> [Task description]: Look for the string "BlockId" in the data below, and copy each line that holds it.

> [The data]:
»»

// SPDX-FileCopyrightText: 2026 Bruno Meilick
// SPDX-License-Identifier: LicenseRef-Triton-FreeUse-NoCopy-NoDerivatives
//
// All rights reserved.
//
// This file is part of Triton and is proprietary software.
// Unauthorized copying, modification, or distribution is prohibited.

#![allow(dead_code)]

// Shared deterministic benchmark fixtures (no RNG).

use triton::model::{BlockId, BlockShape, Workspace, WorkspaceId, WorkspacePoint};

pub fn block_id(value: &str) -> BlockId {
    BlockId::new(value).expect("block id")
}

/// `stacks` chains of `chain_len` statement blocks each, laid out on a grid.
pub fn grid_workspace(stacks: usize, chain_len: usize) -> Workspace {
    let mut ws = Workspace::new(WorkspaceId::new("bench").expect("workspace id"));

    for stack in 0..stacks {
        let mut previous: Option<BlockId> = None;
        for position in 0..chain_len {
            let id = block_id(&format!("s{stack:04}_b{position:04}"));
            ws.create_block(
                id.clone(),
                "text_print",
                BlockShape::statement(),
                WorkspacePoint::new(stack as i32 * 200, position as i32 * 40),
            )
            .expect("create block");
            if let Some(previous) = previous {
                ws.attach_next(&previous, &id).expect("attach");
            }
            previous = Some(id);
        }
    }

    ws.take_events();
    ws
}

««

> [Task answer]:
use triton::model::{BlockId, BlockShape, Workspace, WorkspaceId, WorkspacePoint};
pub fn block_id(value: &str) -> BlockId {
    BlockId::new(value).expect("block id")
        let mut previous: Option<BlockId> = None;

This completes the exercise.